Dataset entries —
┄┄┄┄┄┄┄┄┄┄┄┄┄┄┄┄┄┄┄┄
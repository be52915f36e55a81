use crate::belief::{Knowledge, StackBelief};
use crate::game::config::DeckEntry;
use crate::model::card::{Card, CardId};
use rand::Rng;
use rand::seq::SliceRandom;

/// A card pulled off the stack.
#[derive(Debug, Clone, Copy, PartialEq, Eq)]
pub struct Drawn {
    pub card: Card,
    /// The stack was empty and had to be rebuilt from the discard pile first.
    pub refilled: bool,
}

/// The draw pile plus its discard pile.
///
/// `cards` is stored bottom-first: the last element is the top. Positions
/// given to [`Stack::insert`] count from the bottom (0) up to `len()` (on
/// top), while depths used by the belief count down from the top.
#[derive(Debug, Clone, Default)]
pub struct Stack {
    cards: Vec<Card>,
    discard: Vec<Card>,
    belief: StackBelief,
}

impl Stack {
    /// Creates every card the deck table asks for and shuffles them.
    pub fn build<R: Rng + ?Sized>(deck: &[DeckEntry], rng: &mut R) -> Self {
        let mut cards = Vec::with_capacity(deck.iter().map(|e| e.count as usize).sum());
        let mut next_id: u16 = 0;
        for entry in deck {
            for _ in 0..entry.count {
                cards.push(Card::new(CardId::new(next_id), entry.kind));
                next_id = next_id.wrapping_add(1);
            }
        }
        let mut stack = Self::from_bottom_up(cards);
        stack.shuffle(rng);
        stack
    }

    pub fn from_bottom_up(cards: Vec<Card>) -> Self {
        let belief = StackBelief::unknown(cards.len());
        Self {
            cards,
            discard: Vec::new(),
            belief,
        }
    }

    /// Builds a stack from cards listed in the order they would be drawn.
    pub fn from_top_down(mut cards: Vec<Card>) -> Self {
        cards.reverse();
        Self::from_bottom_up(cards)
    }

    pub fn with_discard(mut self, discard: Vec<Card>) -> Self {
        self.discard = discard;
        self
    }

    pub fn len(&self) -> usize {
        self.cards.len()
    }

    pub fn is_empty(&self) -> bool {
        self.cards.is_empty()
    }

    /// Cards bottom-first.
    pub fn cards(&self) -> &[Card] {
        &self.cards
    }

    pub fn top_down(&self) -> impl Iterator<Item = &Card> {
        self.cards.iter().rev()
    }

    pub fn top(&self) -> Option<Card> {
        self.cards.last().copied()
    }

    pub fn discard_pile(&self) -> &[Card] {
        &self.discard
    }

    pub fn belief(&self) -> &StackBelief {
        &self.belief
    }

    pub fn shuffle<R: Rng + ?Sized>(&mut self, rng: &mut R) {
        self.cards.shuffle(rng);
        self.belief.invalidate(self.cards.len());
    }

    pub fn discard(&mut self, card: Card) {
        self.discard.push(card);
    }

    /// Pulls one card from the requested end. An empty stack is first rebuilt
    /// from the shuffled discard pile; `None` means both piles are empty.
    pub fn draw<R: Rng + ?Sized>(&mut self, from_bottom: bool, rng: &mut R) -> Option<Drawn> {
        let refilled = if self.cards.is_empty() {
            self.refill_from_discard(rng)
        } else {
            false
        };

        let card = if from_bottom {
            if self.cards.is_empty() {
                return None;
            }
            self.belief.pop_bottom();
            self.cards.remove(0)
        } else {
            let card = self.cards.pop()?;
            self.belief.pop_top();
            card
        };

        Some(Drawn { card, refilled })
    }

    fn refill_from_discard<R: Rng + ?Sized>(&mut self, rng: &mut R) -> bool {
        if self.discard.is_empty() {
            return false;
        }
        self.cards.append(&mut self.discard);
        self.shuffle(rng);
        true
    }

    /// Inserts `card` at `position` counted from the bottom. Positions past
    /// the top are refused and leave the stack untouched.
    pub fn insert(&mut self, position: usize, card: Card, knowledge: Knowledge) -> bool {
        if position > self.cards.len() {
            return false;
        }
        self.cards.insert(position, card);
        self.belief.insert(position, knowledge);
        true
    }

    /// Exchanges the top and bottom cards. Needs at least two cards.
    pub fn swap_ends(&mut self) -> bool {
        if self.cards.len() <= 1 {
            return false;
        }
        let last = self.cards.len() - 1;
        self.cards.swap(0, last);
        self.belief.swap_ends();
        true
    }

    /// Copies of the top `count` cards, top-first, without moving them.
    pub fn peek_top(&self, count: usize) -> Vec<Card> {
        self.cards.iter().rev().take(count).copied().collect()
    }

    /// Writes the true identity of the top `count` cards into the belief.
    pub fn record_top(&mut self, count: usize) {
        for (depth, card) in self.peek_top(count).into_iter().enumerate() {
            self.belief.record(depth, card);
        }
    }

    /// Removes up to `count` cards from the top, returned top-first.
    pub fn take_top(&mut self, count: usize) -> Vec<Card> {
        let count = count.min(self.cards.len());
        let mut taken = Vec::with_capacity(count);
        for _ in 0..count {
            if let Some(card) = self.cards.pop() {
                self.belief.pop_top();
                taken.push(card);
            }
        }
        taken
    }

    /// Returns cards to the top so that `cards[0]` ends up on top.
    pub fn put_top(&mut self, cards: Vec<Card>, known: bool) {
        for card in cards.into_iter().rev() {
            self.cards.push(card);
            self.belief.push_top(if known {
                Knowledge::Known(card)
            } else {
                Knowledge::Unknown
            });
        }
    }

    /// Removes the card closest to the top that satisfies `predicate`.
    pub fn take_first_from_top<F>(&mut self, predicate: F) -> Option<Card>
    where
        F: Fn(&Card) -> bool,
    {
        let index = self.cards.iter().rposition(|c| predicate(c))?;
        self.belief.remove(index);
        Some(self.cards.remove(index))
    }
}
use crate::model::card::{Capabilities, Card, CardId, CardKind};
use std::vec::Vec;

/// Cards held by one contestant. Order carries no meaning; cards are kept in
/// the order they were received.
#[derive(Debug, Clone, Default)]
pub struct Hand {
    cards: Vec<Card>,
}

impl Hand {
    pub fn new() -> Self {
        Self { cards: Vec::new() }
    }

    pub fn with_cards(cards: Vec<Card>) -> Self {
        Self { cards }
    }

    pub fn add(&mut self, card: Card) {
        self.cards.push(card);
    }

    pub fn remove(&mut self, id: CardId) -> Option<Card> {
        let index = self.cards.iter().position(|c| c.id() == id)?;
        Some(self.cards.remove(index))
    }

    /// Removes the first held card of `kind`.
    pub fn take_kind(&mut self, kind: CardKind) -> Option<Card> {
        let index = self.cards.iter().position(|c| c.is(kind))?;
        Some(self.cards.remove(index))
    }

    pub fn get(&self, id: CardId) -> Option<Card> {
        self.cards.iter().copied().find(|c| c.id() == id)
    }

    pub fn contains(&self, id: CardId) -> bool {
        self.cards.iter().any(|c| c.id() == id)
    }

    pub fn has_kind(&self, kind: CardKind) -> bool {
        self.cards.iter().any(|c| c.is(kind))
    }

    pub fn count_kind(&self, kind: CardKind) -> usize {
        self.cards.iter().filter(|c| c.is(kind)).count()
    }

    pub fn with_capability(&self, capability: Capabilities) -> impl Iterator<Item = Card> + '_ {
        self.cards
            .iter()
            .copied()
            .filter(move |c| c.kind().has(capability))
    }

    pub fn len(&self) -> usize {
        self.cards.len()
    }

    pub fn is_empty(&self) -> bool {
        self.cards.is_empty()
    }

    pub fn iter(&self) -> impl Iterator<Item = &Card> {
        self.cards.iter()
    }

    pub fn cards(&self) -> &[Card] {
        &self.cards
    }
}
┄┄┄┄┄┄┄┄┄┄┄┄┄┄┄┄┄┄┄┄
Task goal — Above are the entries; count how many of their lines contain the word "DeckEntry" and give only that number.

Output of the exercise — 2